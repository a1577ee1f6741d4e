//! Error taxonomy for configuration and data-source failures.
//!
//! Gameplay outcomes (wrong answers, blocked targets, holes) are ordinary
//! return values and never show up here.

use std::path::PathBuf;

use thiserror::Error;

use crate::constants::{
    MAX_BOARD_SIZE, MAX_PLAYERS, MAX_TIME_LIMIT_SECS, MIN_BOARD_SIZE, MIN_PLAYERS,
    MIN_TIME_LIMIT_SECS,
};

/// Errors raised when a match cannot be configured or started.
#[derive(Debug, Error, Clone, PartialEq, Eq)]
pub enum ConfigError {
    #[error("player count must be between {MIN_PLAYERS} and {MAX_PLAYERS} (got {0})")]
    PlayerCount(u8),
    #[error("board size must be between {MIN_BOARD_SIZE} and {MAX_BOARD_SIZE} (got {0})")]
    BoardSize(u8),
    #[error(
        "answer time limit must be between {MIN_TIME_LIMIT_SECS} and {MAX_TIME_LIMIT_SECS} seconds (got {0})"
    )]
    TimeLimit(u16),
    #[error("question bank unavailable: {reason}")]
    QuestionBankUnavailable { reason: String },
    #[error("question bank contains no questions")]
    QuestionBankEmpty,
}

/// Errors produced while reading question data from a host source.
#[derive(Debug, Error)]
pub enum QuestionSourceError {
    #[error("failed to read question bank {}: {source}", path.display())]
    Io {
        path: PathBuf,
        #[source]
        source: std::io::Error,
    },
    #[error("failed to parse question bank: {0}")]
    Json(#[from] serde_json::Error),
}
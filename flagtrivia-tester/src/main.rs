mod common;
mod logic;

use anyhow::{Context, Result};
use clap::Parser;
use colored::Colorize;
use std::fs::File;
use std::io::{BufWriter, Write, stdout};
use std::path::PathBuf;
use std::sync::Arc;
use std::time::Instant;

use common::scenario::{all_scenario_keys, get_scenario, list_scenarios};
use common::split_csv;
use flagtrivia_game::{
    FileQuestionSource, GameEngine, MatchConfig, QuestionBank, StaticQuestionSource,
};
use logic::{LogicTester, MatchRunner, ScenarioResult, resolve_seed_inputs};

const BUNDLED_QUESTIONS: &str = include_str!("../../flagtrivia-game/data/questions.csv");

#[derive(Debug, Parser)]
#[command(name = "flagtrivia-tester", version = "0.1.0")]
#[command(about = "Automated match simulation for the Flag Trivia rules engine")]
struct Args {
    /// Scenarios to run (comma-separated, or `all`)
    #[arg(long, default_value = "smoke")]
    scenarios: String,

    /// List all available scenarios and exit
    #[arg(long)]
    list_scenarios: bool,

    /// Seeds to run (comma-separated)
    #[arg(long, default_value = "1337")]
    seeds: String,

    /// Number of iterations per scenario and seed
    #[arg(long, default_value_t = 10)]
    iterations: usize,

    /// Override the player count of every scenario
    #[arg(long)]
    players: Option<u8>,

    /// Override the board size of every scenario
    #[arg(long)]
    board_size: Option<u8>,

    /// Override the hole count of every scenario
    #[arg(long)]
    holes: Option<u16>,

    /// Question bank file (.json, otherwise CSV); defaults to the bundled bank
    #[arg(long)]
    questions: Option<PathBuf>,

    /// Output report format
    #[arg(long, default_value = "console")]
    #[arg(value_parser = ["json", "markdown", "console"])]
    report: String,

    /// Verbose output
    #[arg(short, long)]
    verbose: bool,

    /// Optional path to write the report output instead of stdout
    #[arg(long)]
    output: Option<PathBuf>,
}

fn main() -> Result<()> {
    env_logger::init();
    let args = Args::parse();

    if maybe_list_scenarios(&args)? {
        return Ok(());
    }

    announce_banner();

    let start_time = Instant::now();
    let scenarios = expand_scenarios(&args.scenarios);
    let seeds = resolve_seed_inputs(&split_csv(&args.seeds))?;
    let bank = load_question_bank(args.questions.as_ref())?;
    let runner = MatchRunner::new(Arc::new(bank), args.verbose);

    let all_results = run_scenarios(&args, &scenarios, &seeds, runner);

    write_reports(&args, &all_results, start_time)?;

    if all_results.iter().any(|r| !r.passed) {
        std::process::exit(1);
    }

    Ok(())
}

fn maybe_list_scenarios(args: &Args) -> Result<bool> {
    if !args.list_scenarios {
        return Ok(false);
    }
    let mut output_target = OutputTarget::new(args.output.clone())?;
    writeln!(output_target.writer(), "Available scenarios:")?;
    for (key, description) in list_scenarios() {
        writeln!(output_target.writer(), "  {key:22} - {description}")?;
    }
    output_target.flush_inner()?;
    Ok(true)
}

fn announce_banner() {
    println!("{}", "🎮 Flag Trivia Automated Tester".bright_cyan().bold());
    println!("{}", "================================".cyan());
}

fn expand_scenarios(scenarios_arg: &str) -> Vec<String> {
    let mut scenarios = split_csv(scenarios_arg);
    if scenarios.iter().any(|s| s == "all") {
        scenarios.retain(|s| s != "all");
        scenarios.extend(all_scenario_keys().into_iter().map(str::to_string));
    }
    scenarios
}

fn load_question_bank(path: Option<&PathBuf>) -> Result<QuestionBank> {
    let bank = if let Some(path) = path {
        GameEngine::new(FileQuestionSource::new(path))
            .load_bank()
            .with_context(|| format!("failed to load questions from {}", path.display()))?
    } else {
        GameEngine::new(StaticQuestionSource::from_csv(BUNDLED_QUESTIONS))
            .load_bank()
            .context("bundled question bank is unusable")?
    };
    log::info!("question bank ready with {} questions", bank.len());
    Ok(bank)
}

fn apply_overrides(args: &Args, mut config: MatchConfig) -> MatchConfig {
    if let Some(players) = args.players {
        config = config.with_players(players);
    }
    if let Some(board_size) = args.board_size {
        config = config.with_board_size(board_size);
    }
    if let Some(holes) = args.holes {
        config = config.with_hole_count(holes);
    }
    config
}

fn run_scenarios(
    args: &Args,
    scenarios: &[String],
    seeds: &[u64],
    runner: MatchRunner,
) -> Vec<ScenarioResult> {
    println!("{}", "🧠 Running Match Simulations".bright_yellow().bold());
    println!("{}", "-".repeat(30).yellow());

    let tester = LogicTester::new(runner);
    let mut results = Vec::new();

    for scenario_name in scenarios {
        if let Some(mut scenario) = get_scenario(scenario_name) {
            scenario.plan.config = apply_overrides(args, scenario.plan.config);
            results.extend(tester.run_scenario(&scenario, seeds, args.iterations));
        } else {
            eprintln!("⚠️  Unknown scenario: {}", scenario_name.yellow());
        }
    }

    results
}

fn write_reports(args: &Args, results: &[ScenarioResult], start_time: Instant) -> Result<()> {
    let mut output_target = OutputTarget::new(args.output.clone())?;

    match args.report.as_str() {
        "json" => logic::reports::generate_json_report(&mut output_target, results)?,
        "markdown" => {
            if results.is_empty() {
                writeln!(
                    &mut output_target,
                    "# Flag Trivia Simulation Results\n\n_No scenarios executed._"
                )?;
            } else {
                logic::reports::generate_markdown_report(&mut output_target, results)?;
            }
        }
        _ => {
            if results.is_empty() {
                writeln!(&mut output_target, "No scenarios executed.")?;
            } else {
                logic::reports::generate_console_report(
                    &mut output_target,
                    results,
                    start_time.elapsed(),
                )?;
            }
            writeln!(&mut output_target)?;
            writeln!(&mut output_target, "🏁 Total time: {:?}", start_time.elapsed())?;
        }
    }

    output_target.flush_inner()?;
    Ok(())
}

enum OutputTarget {
    Stdout(BufWriter<std::io::Stdout>),
    File(BufWriter<File>),
}

impl OutputTarget {
    fn new(path: Option<PathBuf>) -> Result<Self> {
        if let Some(path) = path {
            let file = File::create(&path)
                .with_context(|| format!("failed to create {}", path.display()))?;
            Ok(Self::File(BufWriter::new(file)))
        } else {
            Ok(Self::Stdout(BufWriter::new(stdout())))
        }
    }

    fn writer(&mut self) -> &mut dyn Write {
        match self {
            Self::Stdout(w) => w,
            Self::File(w) => w,
        }
    }

    fn flush_inner(&mut self) -> std::io::Result<()> {
        match self {
            Self::Stdout(w) => w.flush(),
            Self::File(w) => w.flush(),
        }
    }
}

impl Write for OutputTarget {
    fn write(&mut self, buf: &[u8]) -> std::io::Result<usize> {
        self.writer().write(buf)
    }

    fn flush(&mut self) -> std::io::Result<()> {
        self.flush_inner()
    }
}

—————

Return from the data every line that holds "Errors".

Problem solution:
/// Errors raised when a match cannot be configured or started.
/// Errors produced while reading question data from a host source.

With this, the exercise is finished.